Таковы были мои отношения с Твардовским к тому дню, когда я отправился насчет договора. Вернее, отношений не было, были лишь смутные переживания по поводу их отсутствия и надежда как-то дело поправить. Между тем Александру Трифоновичу было вовсе не до меня в эти дни. Журнал подвергался критике. Именно в пятьдесят четвертом году в "Новом мире" появились приметы той литературы, которая составила ему славу в шестидесятые годы, и критика это учуяла - началась пальба. Били статью Федора Абрамова "О деревенской прозе", били - и жестоко - статью Владимира Померанцева "Об искренности в литературе". Забот и тревог у Александра Трифоновича хватало.
Сначала я поговорил со Смирновым в его маленьком кабинетике, потом Смирнов, ничего не решив, предложил зайти к главному редактору. В кабинете кроме Твардовского были Тарасенков и Сутоцкий.

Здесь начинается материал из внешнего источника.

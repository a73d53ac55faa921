//! Callable construction tests

use darkmagic_domain::constants::CONTINUATION_PARAM;
use darkmagic_domain::value_objects::{Arguments, Body, Callable, Classification, Continuation};

#[test]
fn test_deferred_appends_continuation_once() {
    let appended = Callable::deferred("db", ["config"], |_, done: Continuation| done.resolve_empty());
    let explicit = Callable::deferred("db", ["config", CONTINUATION_PARAM], |_, done: Continuation| {
        done.resolve_empty()
    });

    assert_eq!(appended.parameters(), ["config", CONTINUATION_PARAM]);
    assert_eq!(explicit.parameters(), ["config", CONTINUATION_PARAM]);
    assert!(matches!(appended.body(), Body::Deferred(_)));
}

#[test]
fn test_explicit_classification() {
    let callable = Callable::returning("factory", ["a"], |_| Ok(None))
        .with_classification(Classification::Class);
    assert_eq!(callable.classification(), Some(Classification::Class));
    assert_eq!(callable.body().kind(), "returning");
}

#[tokio::test]
async fn test_continuation_delivers_outcome() {
    let (done, receiver) = Continuation::channel("db");
    assert_eq!(done.producer(), "db");

    std::thread::spawn(move || done.resolve(5i32));

    let value = receiver.await.unwrap().unwrap().unwrap();
    assert_eq!(value.downcast_ref::<i32>(), Some(&5));
}

#[tokio::test]
async fn test_future_body_runs() {
    let callable = Callable::future("answer", Vec::<String>::new(), |_| async {
        Ok(Some(darkmagic_domain::Value::new(42u32)))
    });

    let Body::Future(body) = callable.body() else {
        panic!("expected future body");
    };
    let value = body(Arguments::empty("answer")).await.unwrap().unwrap();
    assert_eq!(value.downcast_ref::<u32>(), Some(&42));
}
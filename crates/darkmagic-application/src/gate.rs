//! Per-name production gates
//!
//! A producer runs while its branch holds the gate for its name, so
//! concurrent requests for one name produce it once. Waits are recorded as
//! edges `innermost in-flight producer → awaited name`; a wait that would
//! close a loop through the waiter's own lineage is refused as a circular
//! dependency instead of blocking forever.

use std::collections::{HashMap, HashSet};
use std::sync::{Arc, Mutex, PoisonError};

use dashmap::DashMap;
use tokio::sync::{Mutex as AsyncMutex, OwnedMutexGuard};
use tracing::{debug, trace};

use darkmagic_domain::error::{Error, Result};

use crate::lineage::Lineage;

#[derive(Default)]
struct WaitGraph {
    edges: HashMap<String, HashMap<String, usize>>,
}

impl WaitGraph {
    fn add(&mut self, from: &str, to: &str) {
        *self
            .edges
            .entry(from.to_string())
            .or_default()
            .entry(to.to_string())
            .or_default() += 1;
    }

    fn remove(&mut self, from: &str, to: &str) {
        let Some(targets) = self.edges.get_mut(from) else {
            return;
        };
        if let Some(count) = targets.get_mut(to) {
            *count -= 1;
            if *count == 0 {
                targets.remove(to);
            }
        }
        if targets.is_empty() {
            self.edges.remove(from);
        }
    }

    /// Path from `start` to the first name in `lineage` it waits on
    fn path_into(&self, start: &str, lineage: &Lineage) -> Option<Vec<String>> {
        let mut visited = HashSet::new();
        let mut stack = vec![vec![start.to_string()]];

        while let Some(path) = stack.pop() {
            let Some(current) = path.last() else { continue };
            if lineage.contains(current) {
                return Some(path);
            }
            if !visited.insert(current.clone()) {
                continue;
            }
            for next in self.edges.get(current).into_iter().flat_map(|targets| targets.keys()) {
                let mut extended = path.clone();
                extended.push(next.clone());
                stack.push(extended);
            }
        }
        None
    }
}

/// Gate table shared by every resolution against one registry
#[derive(Default)]
pub struct ProductionGates {
    gates: DashMap<String, Arc<AsyncMutex<()>>>,
    waits: Arc<Mutex<WaitGraph>>,
}

impl ProductionGates {
    /// Enter the gate for `name` on behalf of a branch with `lineage`
    ///
    /// `lineage` is the requesting branch, not including `name` itself.
    pub async fn enter(&self, name: &str, lineage: &Lineage) -> Result<GatePass> {
        let gate = Arc::clone(
            self.gates
                .entry(name.to_string())
                .or_insert_with(Arc::default)
                .value(),
        );

        let edge = lineage.innermost().map(|from| WaitEdge::new(&self.waits, from, name));

        if let Ok(guard) = Arc::clone(&gate).try_lock_owned() {
            return Ok(GatePass {
                _guard: guard,
                _edge: edge,
            });
        }

        let loop_path = self
            .waits
            .lock()
            .unwrap_or_else(PoisonError::into_inner)
            .path_into(name, lineage);
        if let Some(path) = loop_path {
            debug!(dependency = name, ?path, "waiting would deadlock, refusing");
            let mut chain = lineage.names();
            chain.extend(path.into_iter().take_while(|entry| !lineage.contains(entry)));
            return Err(Error::circular_dependency(name, chain));
        }

        trace!(dependency = name, "production gate busy, waiting");
        let guard = gate.lock_owned().await;
        Ok(GatePass {
            _guard: guard,
            _edge: edge,
        })
    }

    /// Forget the gate of an evicted name unless a production holds it
    pub fn forget(&self, name: &str) {
        let removed = self
            .gates
            .remove_if(name, |_, gate| gate.try_lock().is_ok());
        if removed.is_none() {
            trace!(dependency = name, "gate busy, kept");
        }
    }
}

/// Recorded wait edge, removed on drop
struct WaitEdge {
    waits: Arc<Mutex<WaitGraph>>,
    from: String,
    to: String,
}

impl WaitEdge {
    fn new(waits: &Arc<Mutex<WaitGraph>>, from: &str, to: &str) -> Self {
        waits
            .lock()
            .unwrap_or_else(PoisonError::into_inner)
            .add(from, to);
        Self {
            waits: Arc::clone(waits),
            from: from.to_string(),
            to: to.to_string(),
        }
    }
}

impl Drop for WaitEdge {
    fn drop(&mut self) {
        self.waits
            .lock()
            .unwrap_or_else(PoisonError::into_inner)
            .remove(&self.from, &self.to);
    }
}

/// Exclusive right to produce one name
pub struct GatePass {
    _guard: OwnedMutexGuard<()>,
    _edge: Option<WaitEdge>,
}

Твардовский церемонно со мной поздоровался. Я стал объяснять: есть замысел романа, современного, действие происходит в Москве, хотелось бы договор, если это возможно. Александр Трифонович слушал, затягиваясь папиросой и глядя на меня пристально и сощурившись. Не дав мне договорить, он усмехнулся и сказал, обращаясь к присутствующим:
- Роман написать! Да сейчас Шолохов не может романа написать, а вы говорите! Присутствующие одобрительно закивали.
- Какой роман? О чем? Что за идея? - продолжал он с напором. - То, что вы рассказали, весьма туманно и, простите меня, неубедительно. У нас нет возможности рисковать договором. Ведь вы же куда-то ездили, что-то собирались делать. Совсем не то, о чем рассказываете сейчас.
Я объяснил про Туркменский канал, про закрытие, про свою брошенную повесть. Александр Трифонович, внимательно выслушав, вдруг сказал резко:
- Вот о чем надо писать. Об этом и пишите: как планировали, кинули миллионы, вдруг закрыли...
- Вы такую повесть напечатаете?
- Да вы напишите сначала! - крикнул он раздраженно.
Я молчал, понимая, что всякое возражение бессмысленно. Попал в дурную минуту. Члены коллегии тоже молчали - для них это было вроде спектакля. Твардовский не спешил меня отпускать. Он стал говорить о том, что все хотят писать романы, дилогии, трилогии, эпопеи, а не могут путем написать рассказ.